I recall my own parents and grandmother, and their separate transitions to various facilities. My heart wretched each time I spied that face on my own parents. Guilt, frustration, helplessness set in. Dad was surely suffering the worst loss: his wife had recently died at such a young age, and Alzheimer’s was taking hold. Grandma’s last days were in the same nursing home where my mom is now, and visiting Grandma there was the first time I’d ever been in a nursing home since my candy striper days. After she passed, it took years before I could enter a nursing home again.

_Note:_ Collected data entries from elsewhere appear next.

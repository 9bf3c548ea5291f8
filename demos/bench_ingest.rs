//! Benchmark: synthetic-corpus ingest throughput through the real
//! build pipeline (indexer -> sharded index -> shard merge).
//!
//! Usage: cargo run --release --example bench_ingest -- [num_docs]
//!
//! Generates `num_docs` synthetic TSV rows in memory (not measured),
//! then indexes them through `IndexerRunner::index_row` and a final
//! `merge_all` (measured), and reports throughput in docs/sec.

use std::env;
use std::sync::Arc;
use std::time::Instant;

use shardfts_core::indexer::{CanonicalUrl, ColumnSpec, IndexerRunner, PriorScorer, RecordFactory, RowOutcome, TextExtractor, UrlCanonicalizer};
use shardfts_core::{hash, DomainMap, EngineConfig, PageRecord, PartitionPlanner, ShardedIndexBuilder};

struct SimpleCanonicalizer;
impl UrlCanonicalizer for SimpleCanonicalizer {
    fn canonicalize(&self, url: &str) -> Option<CanonicalUrl> {
        let host = url.split('/').nth(2)?.to_string();
        Some(CanonicalUrl {
            host_hash: hash::host_hash(&host),
            domain_hash: hash::host_hash(&host),
            url_hash: hash::url_hash(url),
            host,
        })
    }
}

struct WhitespaceExtractor;
impl TextExtractor for WhitespaceExtractor {
    fn get_full_text_words(&self, text: &str) -> Vec<String> {
        text.split_whitespace().map(|s| s.to_string()).collect()
    }
    fn get_expanded_full_text_words(&self, text: &str) -> Vec<String> {
        self.get_full_text_words(text)
    }
}

struct ConstantScorer;
impl PriorScorer for ConstantScorer {
    fn harmonic(&self, _url: &str) -> f32 {
        1.0
    }
}

struct PageFactory;
impl RecordFactory<PageRecord> for PageFactory {
    fn make(&self, value: u64, score: f32, _host_hash: u64) -> PageRecord {
        PageRecord::new(value, score)
    }
}

/// A small fixed vocabulary so postings overlap across documents, the
/// way real web text does.
const VOCAB: &[&str] = &[
    "rust", "search", "index", "shard", "query", "posting", "engine", "term", "score", "merge",
];

fn synthetic_row(doc_id: u64) -> String {
    let host = doc_id % 500;
    let words: Vec<&str> = (0..12).map(|i| VOCAB[((doc_id as usize) + i) % VOCAB.len()]).collect();
    format!("http://site{host}.example/doc{doc_id}\t{}", words.join(" "))
}

fn main() {
    let args: Vec<String> = env::args().collect();
    let num_docs: u64 = args.get(1).and_then(|s| s.parse().ok()).unwrap_or(200_000);

    println!("=== shardfts ingest benchmark ===");
    println!("documents: {num_docs}");

    let dir = tempfile::tempdir().expect("failed to create temp dir");
    let config = Arc::new(EngineConfig {
        num_shards: 16,
        shard_hash_table_size: 1 << 14,
        ..EngineConfig::default()
    });
    let index = Arc::new(ShardedIndexBuilder::<PageRecord>::open(dir.path(), "pages", &config));
    let domain_map = Arc::new(DomainMap::new(dir.path().join("pages.map")));
    domain_map.read().expect("domain map read");

    let runner = IndexerRunner::new(
        config.clone(),
        index.clone(),
        domain_map,
        Arc::new(SimpleCanonicalizer),
        Arc::new(WhitespaceExtractor),
        Arc::new(ConstantScorer),
        Arc::new(PageFactory),
        vec![ColumnSpec { column: 1, base_score: 1.0 }],
    );
    let planner = PartitionPlanner::new(1, 1);

    println!("[phase 1] generating rows (not measured)...");
    let rows: Vec<String> = (0..num_docs).map(synthetic_row).collect();

    println!("[phase 2] indexing rows (measured)...");
    let start = Instant::now();
    let mut indexed = 0u64;
    for row in &rows {
        if matches!(runner.index_row(row, &planner, 0, 0), RowOutcome::Indexed) {
            indexed += 1;
        }
    }
    index.flush_cache().expect("flush_cache");
    index.merge_all().expect("merge_all");
    let elapsed = start.elapsed();

    let throughput = indexed as f64 / elapsed.as_secs_f64();
    println!();
    println!("=== results ===");
    println!("documents indexed: {indexed}");
    println!("duration:          {:.3}s", elapsed.as_secs_f64());
    println!("throughput:        {throughput:.0} docs/sec");
}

It’s easier now, and often a happy place. Shortly before we left for Indonesia Mom, Betty, Barb, Joan, Lanelle, Lyle, Gayle and I had another sing-along. I was on the piano, Mom on the kazoo, Gayle whistling like a bird, Barb stamping her feet, and the others singing the words to oldies, courtesy of memories that reach to a time before their memories played tricks on them. The only thing missing this time was aide Kelly on the tambourine. The reviews are usually great. “Never stop!” Or, “That was fantastic.” Only once did I get, “Will you please turn that thing off?”

I’ve missed this as much as anything else, in our move to Papua. Relatively frequent calls and video chats to Mom in the “home” don’t allow me to play the piano, but provide a comfort for us both. And soon I’ll be back there for a few weeks to get all my hugs and host sing-alongs.